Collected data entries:
%%
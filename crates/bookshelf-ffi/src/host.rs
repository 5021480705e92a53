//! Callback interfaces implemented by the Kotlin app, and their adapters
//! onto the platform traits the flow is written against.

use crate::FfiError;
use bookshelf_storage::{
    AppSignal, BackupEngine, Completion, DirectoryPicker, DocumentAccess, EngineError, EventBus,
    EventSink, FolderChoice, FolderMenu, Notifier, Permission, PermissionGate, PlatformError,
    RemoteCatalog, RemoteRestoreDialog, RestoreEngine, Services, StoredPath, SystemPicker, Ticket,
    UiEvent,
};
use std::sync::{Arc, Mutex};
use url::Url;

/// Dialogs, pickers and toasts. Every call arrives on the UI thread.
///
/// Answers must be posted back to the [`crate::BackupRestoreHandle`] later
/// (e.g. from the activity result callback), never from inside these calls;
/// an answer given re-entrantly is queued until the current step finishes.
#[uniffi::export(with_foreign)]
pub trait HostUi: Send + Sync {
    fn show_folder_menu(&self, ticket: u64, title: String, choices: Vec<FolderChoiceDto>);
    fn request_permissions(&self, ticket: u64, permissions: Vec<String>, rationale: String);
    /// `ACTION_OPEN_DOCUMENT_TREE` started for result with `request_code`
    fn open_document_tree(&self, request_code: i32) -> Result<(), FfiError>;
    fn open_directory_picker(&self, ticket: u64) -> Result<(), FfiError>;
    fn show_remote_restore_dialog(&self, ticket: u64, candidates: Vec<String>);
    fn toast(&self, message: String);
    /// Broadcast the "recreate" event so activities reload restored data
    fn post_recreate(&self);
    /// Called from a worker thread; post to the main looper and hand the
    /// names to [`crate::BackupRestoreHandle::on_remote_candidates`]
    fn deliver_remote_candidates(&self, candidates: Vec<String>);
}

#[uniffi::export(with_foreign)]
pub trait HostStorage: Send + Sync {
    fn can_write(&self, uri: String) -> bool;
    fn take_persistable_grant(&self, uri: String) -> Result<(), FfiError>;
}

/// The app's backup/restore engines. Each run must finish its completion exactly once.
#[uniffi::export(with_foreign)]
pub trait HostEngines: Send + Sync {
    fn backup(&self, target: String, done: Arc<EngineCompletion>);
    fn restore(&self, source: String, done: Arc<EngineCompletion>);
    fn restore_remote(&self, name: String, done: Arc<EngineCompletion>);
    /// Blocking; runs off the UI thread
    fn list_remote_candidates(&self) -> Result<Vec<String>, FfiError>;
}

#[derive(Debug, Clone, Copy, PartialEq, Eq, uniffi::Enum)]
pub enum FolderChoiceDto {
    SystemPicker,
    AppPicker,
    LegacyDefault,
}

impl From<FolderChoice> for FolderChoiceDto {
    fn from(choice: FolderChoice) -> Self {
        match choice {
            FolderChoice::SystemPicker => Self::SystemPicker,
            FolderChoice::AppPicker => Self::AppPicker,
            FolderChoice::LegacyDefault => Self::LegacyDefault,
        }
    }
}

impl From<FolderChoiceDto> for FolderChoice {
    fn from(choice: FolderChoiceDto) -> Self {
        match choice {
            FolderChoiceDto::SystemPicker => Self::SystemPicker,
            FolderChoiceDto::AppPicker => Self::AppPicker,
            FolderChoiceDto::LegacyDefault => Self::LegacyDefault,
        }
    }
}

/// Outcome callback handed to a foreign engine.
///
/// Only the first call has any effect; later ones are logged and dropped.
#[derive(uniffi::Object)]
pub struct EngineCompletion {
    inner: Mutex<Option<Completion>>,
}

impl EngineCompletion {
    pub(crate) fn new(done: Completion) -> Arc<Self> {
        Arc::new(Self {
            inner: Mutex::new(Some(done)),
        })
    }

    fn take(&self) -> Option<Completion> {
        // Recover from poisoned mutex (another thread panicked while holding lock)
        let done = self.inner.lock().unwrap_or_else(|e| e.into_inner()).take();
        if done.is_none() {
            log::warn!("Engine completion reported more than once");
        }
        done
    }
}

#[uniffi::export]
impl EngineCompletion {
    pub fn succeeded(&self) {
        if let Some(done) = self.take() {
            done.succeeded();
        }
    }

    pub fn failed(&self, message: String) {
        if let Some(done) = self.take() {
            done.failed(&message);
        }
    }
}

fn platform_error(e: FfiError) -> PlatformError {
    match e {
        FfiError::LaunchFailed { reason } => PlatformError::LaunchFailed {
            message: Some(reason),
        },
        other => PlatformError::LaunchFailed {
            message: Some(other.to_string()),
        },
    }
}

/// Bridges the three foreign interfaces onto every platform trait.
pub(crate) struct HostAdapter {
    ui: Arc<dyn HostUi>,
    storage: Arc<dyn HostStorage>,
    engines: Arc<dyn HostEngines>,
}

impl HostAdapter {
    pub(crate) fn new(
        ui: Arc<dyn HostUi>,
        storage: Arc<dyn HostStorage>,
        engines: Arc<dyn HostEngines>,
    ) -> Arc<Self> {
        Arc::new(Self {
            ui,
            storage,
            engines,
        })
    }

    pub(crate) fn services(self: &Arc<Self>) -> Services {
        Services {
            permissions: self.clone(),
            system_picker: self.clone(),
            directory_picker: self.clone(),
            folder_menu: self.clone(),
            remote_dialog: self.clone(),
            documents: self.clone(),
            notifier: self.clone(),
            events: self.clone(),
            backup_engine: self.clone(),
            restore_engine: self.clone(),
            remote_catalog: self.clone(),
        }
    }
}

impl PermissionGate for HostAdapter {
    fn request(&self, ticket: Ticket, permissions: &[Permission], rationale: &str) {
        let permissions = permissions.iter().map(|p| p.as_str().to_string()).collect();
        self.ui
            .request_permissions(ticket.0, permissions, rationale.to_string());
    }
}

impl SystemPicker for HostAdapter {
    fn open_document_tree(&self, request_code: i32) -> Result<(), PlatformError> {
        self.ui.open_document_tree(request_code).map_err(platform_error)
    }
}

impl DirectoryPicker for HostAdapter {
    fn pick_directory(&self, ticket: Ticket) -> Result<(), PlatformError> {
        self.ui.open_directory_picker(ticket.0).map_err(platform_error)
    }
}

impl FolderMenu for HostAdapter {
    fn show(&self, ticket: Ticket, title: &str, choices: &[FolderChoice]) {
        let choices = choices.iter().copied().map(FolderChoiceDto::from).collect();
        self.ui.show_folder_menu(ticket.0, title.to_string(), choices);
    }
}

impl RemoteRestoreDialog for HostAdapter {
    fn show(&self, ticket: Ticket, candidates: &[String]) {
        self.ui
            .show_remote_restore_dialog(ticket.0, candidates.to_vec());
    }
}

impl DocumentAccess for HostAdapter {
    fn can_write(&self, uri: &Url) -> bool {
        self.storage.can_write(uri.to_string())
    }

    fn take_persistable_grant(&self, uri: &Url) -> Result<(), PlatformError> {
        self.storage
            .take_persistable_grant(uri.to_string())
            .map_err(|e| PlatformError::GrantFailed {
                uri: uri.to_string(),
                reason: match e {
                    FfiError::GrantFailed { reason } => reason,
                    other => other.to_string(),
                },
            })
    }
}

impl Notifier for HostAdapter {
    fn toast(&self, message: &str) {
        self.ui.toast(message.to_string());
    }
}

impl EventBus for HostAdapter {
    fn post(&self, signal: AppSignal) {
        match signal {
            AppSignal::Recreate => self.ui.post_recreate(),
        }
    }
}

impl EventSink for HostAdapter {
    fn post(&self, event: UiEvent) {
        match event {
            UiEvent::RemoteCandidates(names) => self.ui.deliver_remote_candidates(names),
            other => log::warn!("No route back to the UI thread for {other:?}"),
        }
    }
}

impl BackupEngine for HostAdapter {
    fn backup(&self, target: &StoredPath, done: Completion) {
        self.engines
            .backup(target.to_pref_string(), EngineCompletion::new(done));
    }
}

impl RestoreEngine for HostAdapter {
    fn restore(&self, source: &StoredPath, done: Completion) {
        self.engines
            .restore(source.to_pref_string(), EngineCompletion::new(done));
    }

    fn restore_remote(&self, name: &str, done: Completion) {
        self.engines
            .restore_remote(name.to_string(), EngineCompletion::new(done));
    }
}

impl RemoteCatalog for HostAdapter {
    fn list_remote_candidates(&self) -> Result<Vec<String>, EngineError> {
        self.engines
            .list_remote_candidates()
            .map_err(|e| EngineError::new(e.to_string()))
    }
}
%%
**Instructions for the task:** Reproduce exactly, please, only the lines from the start of the data above to the line that contains "use url::Url;", with both ends kept.

**Solution to this task:**
filename crates/bookshelf-ffi/src/host.rs
repository 5021480705e92a53
//! Callback interfaces implemented by the Kotlin app, and their adapters
//! onto the platform traits the flow is written against.

use crate::FfiError;
use bookshelf_storage::{
    AppSignal, BackupEngine, Completion, DirectoryPicker, DocumentAccess, EngineError, EventBus,
    EventSink, FolderChoice, FolderMenu, Notifier, Permission, PermissionGate, PlatformError,
    RemoteCatalog, RemoteRestoreDialog, RestoreEngine, Services, StoredPath, SystemPicker, Ticket,
    UiEvent,
};
use std::sync::{Arc, Mutex};
use url::Url;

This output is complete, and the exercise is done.